La segunda parte de su vida la dedicó con afanosa pasión al estudio de las causas y el tratamiento de la lepra. Al final, vivía prácticamente por entero tratando de lograr una curación para los enfermos del mal de Hansen y se puede decir que tan generoso afán lo condujo a la muerte. En 1867 comienza a publicar en la Gaceta Médica de Cumaná y redacta una vasta monografía que fue recogida en el libro Travaux Scientifique sobre su experiencia con la manera en podía curarse tan terrible enfermedad. Sus trabajos llamaron la atención en varios países y los gobiernos inglés y francés lo contrataron para dirigir un hospital en la Guayana inglesa para poner a prueba su tratamiento. Es cuando, como dijimos al principio, abandona la feliz vida hogareña y el amor de su familia, para iniciar un viaje a Demerara, específicamente a la isla Kaow, en la confluencia de los ríos Mazaruni y Esequibo del que no regresará. Llega en los primeros días de febrero de 1871 y fallece súbitamente a consecuencia de un accidente cerebrovascular el 3 de septiembre de ese mismo año. Es enterrado con todos los honores en el panteón militar de la localidad. Así desaparece un abnegado, heroico, bondadoso y sabio médico, que tendría un justo reconocimiento solamente muchas décadas después de su fallecimiento.
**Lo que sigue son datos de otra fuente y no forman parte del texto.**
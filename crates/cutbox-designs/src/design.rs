//! Common design interface
//!
//! Every variant builds its lattice and cut groups once, in its constructor,
//! and only hands out shared references afterwards.

use crate::cutline::CutGroup;
use crate::error::{DesignError, DesignResult};
use crate::registry::DesignKind;
use cutbox_core::Point;

pub trait BoxDesign {
    fn kind(&self) -> DesignKind;

    /// The point lattice, in drawing units.
    fn corners(&self) -> &[Point];

    /// Cut groups over [`Self::corners`], each drawn as one path.
    fn cut_groups(&self) -> &[CutGroup];

    /// Named dimensions for labels, in drawing units.
    fn dimensions(&self) -> Vec<(&'static str, i64)>;
}

/// Fail unless every measurement is strictly positive.
pub(crate) fn require_positive(values: &[(&str, i64)]) -> DesignResult<()> {
    for (name, value) in values {
        if *value <= 0 {
            return Err(DesignError::invalid(
                name,
                format!("must be positive, got {}", value),
            ));
        }
    }
    Ok(())
}

pub(crate) fn require_non_negative(values: &[(&str, i64)]) -> DesignResult<()> {
    for (name, value) in values {
        if *value < 0 {
            return Err(DesignError::invalid(
                name,
                format!("must not be negative, got {}", value),
            ));
        }
    }
    Ok(())
}

/// Fail with `reason` unless `ok` holds.
pub(crate) fn ensure(ok: bool, name: &str, reason: &str) -> DesignResult<()> {
    if ok {
        Ok(())
    } else {
        Err(DesignError::invalid(name, reason))
    }
}
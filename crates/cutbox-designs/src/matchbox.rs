//! Matchbox funnel tray
//!
//! Cross-shaped tray: the floor sits in the middle, the long walls above and
//! below it carry glue flaps, the end walls to the left and right have funnel
//! openings cut from the rim. Tall boxes get a folded band on the long walls.
//!
//! The lattice is a fixed table of indices. Cut groups refer to those indices
//! positionally, so reordering the table changes the drawing.

use crate::cutline::{CutGroup, Cutline, Rotation};
use crate::design::{ensure, require_non_negative, require_positive, BoxDesign};
use crate::error::{DesignError, DesignResult};
use crate::registry::DesignKind;
use cutbox_core::Point;
use cutbox_settings::Settings;
use serde::{Deserialize, Serialize};
use std::str::FromStr;
use tracing::{debug, warn};

/// Boxes up to this height use the small regime unless told otherwise.
pub const DEFAULT_SMALL_HEIGHT_MM: f64 = 20.0;

/// Number of points shared by both size regimes.
pub const SMALL_LATTICE_LEN: usize = 34;
/// Number of points in the large regime.
pub const LARGE_LATTICE_LEN: usize = 50;

// end wall rims and floor corners
const LW_TOP_RIM: usize = 0;
const FLAP_TL_BASE: usize = 1;
const FLAP_TR_BASE: usize = 6;
const RW_TOP_RIM: usize = 7;
const RW_NOSE_T: usize = 10;
const RW_NOSE_B: usize = 11;
const RW_THUMB_T: usize = 14;
const RW_THUMB_B: usize = 15;
const RW_BOTTOM_RIM: usize = 16;
const FLAP_BR_BASE: usize = 17;
const FLAP_BL_BASE: usize = 22;
const LW_BOTTOM_RIM: usize = 23;
const LW_NOSE_B: usize = 26;
const LW_NOSE_T: usize = 27;
const FLOOR_TL: usize = 30;
const FLOOR_TR: usize = 31;
const FLOOR_BR: usize = 32;
const FLOOR_BL: usize = 33;

const TOP_FLAP_LEFT: [usize; 3] = [1, 2, 3];
const TOP_FLAP_RIGHT: [usize; 3] = [4, 5, 6];
const TOP_BAND: [usize; 8] = [34, 35, 36, 37, 38, 39, 40, 41];
const BOTTOM_FLAP_RIGHT: [usize; 3] = [17, 18, 19];
const BOTTOM_FLAP_LEFT: [usize; 3] = [20, 21, 22];
const BOTTOM_BAND: [usize; 8] = [42, 43, 44, 45, 46, 47, 48, 49];

/// Which walls get a finger notch instead of a straight closure.
#[derive(Debug, Clone, Copy, PartialEq, Eq, Default, Serialize, Deserialize)]
#[serde(rename_all = "lowercase")]
pub enum ThumbholeMode {
    #[default]
    None,
    Single,
    Double,
}

impl FromStr for ThumbholeMode {
    type Err = DesignError;

    fn from_str(s: &str) -> Result<Self, Self::Err> {
        match s.trim().to_lowercase().as_str() {
            "none" | "" => Ok(Self::None),
            "single" => Ok(Self::Single),
            "double" => Ok(Self::Double),
            other => Err(DesignError::Inconsistent(format!(
                "thumbhole must be none, single or double, got '{}'",
                other
            ))),
        }
    }
}
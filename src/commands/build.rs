use anyhow::{bail, Result};
use clap::Args;
use cutbox::{build_project, BuildOptions};
use cutbox_settings::overrides_table;
use std::path::PathBuf;

#[derive(Args, Debug)]
pub struct BuildArgs {
    /// Path to the project file (.toml)
    #[arg(value_name = "PROJECT", value_hint = clap::ValueHint::FilePath)]
    pub project: PathBuf,

    /// Build only this section; may be repeated
    #[arg(short, long = "section", value_name = "NAME")]
    pub sections: Vec<String>,

    /// Directory for the SVG files, defaults to the project's directory
    #[arg(short, long, value_name = "DIR", value_hint = clap::ValueHint::DirPath)]
    pub output_dir: Option<PathBuf>,

    /// Override a setting in every section, e.g. `--set thickness=3mm`
    #[arg(long = "set", value_name = "KEY=VALUE")]
    pub overrides: Vec<String>,
}

pub fn execute(args: BuildArgs) -> Result<()> {
    let options = BuildOptions {
        sections: args.sections,
        output_dir: args.output_dir,
        overrides: overrides_table(&args.overrides)?,
    };
    let report = build_project(&args.project, &options)?;
    if !report.is_success() {
        bail!(
            "{} of {} designs failed: {}",
            report.failed.len(),
            report.failed.len() + report.written.len(),
            report.failed.join(", ")
        );
    }
    Ok(())
}
//! Measure parsing
//!
//! Splits strings such as `"60mm"`, `"2.5 mil"` or `"40"` into a number and
//! an optional unit. A missing unit means "the active unit of the section".

use cutbox_core::{CoreError, Unit};

/// A physical quantity as written by the user.
#[derive(Debug, Clone, Copy, PartialEq)]
pub struct Measure {
    pub value: f64,
    pub unit: Option<Unit>,
}

impl Measure {
    pub fn new(value: f64, unit: Option<Unit>) -> Self {
        Self { value, unit }
    }
}

/// Parse a measure string
///
/// * `input` - number with an optional trailing unit (`mm`, `mil`)
pub fn parse_measure(input: &str) -> Result<Measure, CoreError> {
    let input = input.trim();
    let number = input.trim_end_matches(|c: char| c.is_ascii_alphabetic());
    let suffix = &input[number.len()..];
    let number = number.trim();

    let value = number
        .parse::<f64>()
        .map_err(|e| CoreError::InvalidNumber {
            input: input.to_string(),
            reason: e.to_string(),
        })?;
    if !value.is_finite() {
        return Err(CoreError::InvalidNumber {
            input: input.to_string(),
            reason: "value must be finite".to_string(),
        });
    }

    let unit = if suffix.is_empty() {
        None
    } else {
        Some(suffix.parse::<Unit>()?)
    };

    Ok(Measure::new(value, unit))
}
Toda su obra se hubiese pedido a no ser porque su hermano Felipe logró rescatar parte de ella en 1872 y, sobre todo, gracias a su hijo, el general Pedro Daniel Beauperthuy, quien amorosamente la editó en francés en 1891, con el título de Travaux Scientifiques. Quizás en parte el desconocimiento de la obra de este genial investigador se debe a la poca o nula difusión que tuvo la misma en los círculos científicos de la época, sin desconocer también la envidia, la mezquindad, el dogmatismo y la pobreza intelectual y moral de muchos de quienes la conocieron y lo conocieron.

Notas

Archila, R. (1953). Luis Daniel Beauperthuy. Revisión de una vida. Revista de la Sociedad Venezolana de Historia de la Medicina.
Kabbabe, S. (2022). Luis Daniel Beauperthuy. Un sabio ignorado por el dogmatismo. Prodavinci.
Rodríguez Lemoine, V. (2007). Beauperthuy. Revista de la Sociedad Venezolana de Microbiología.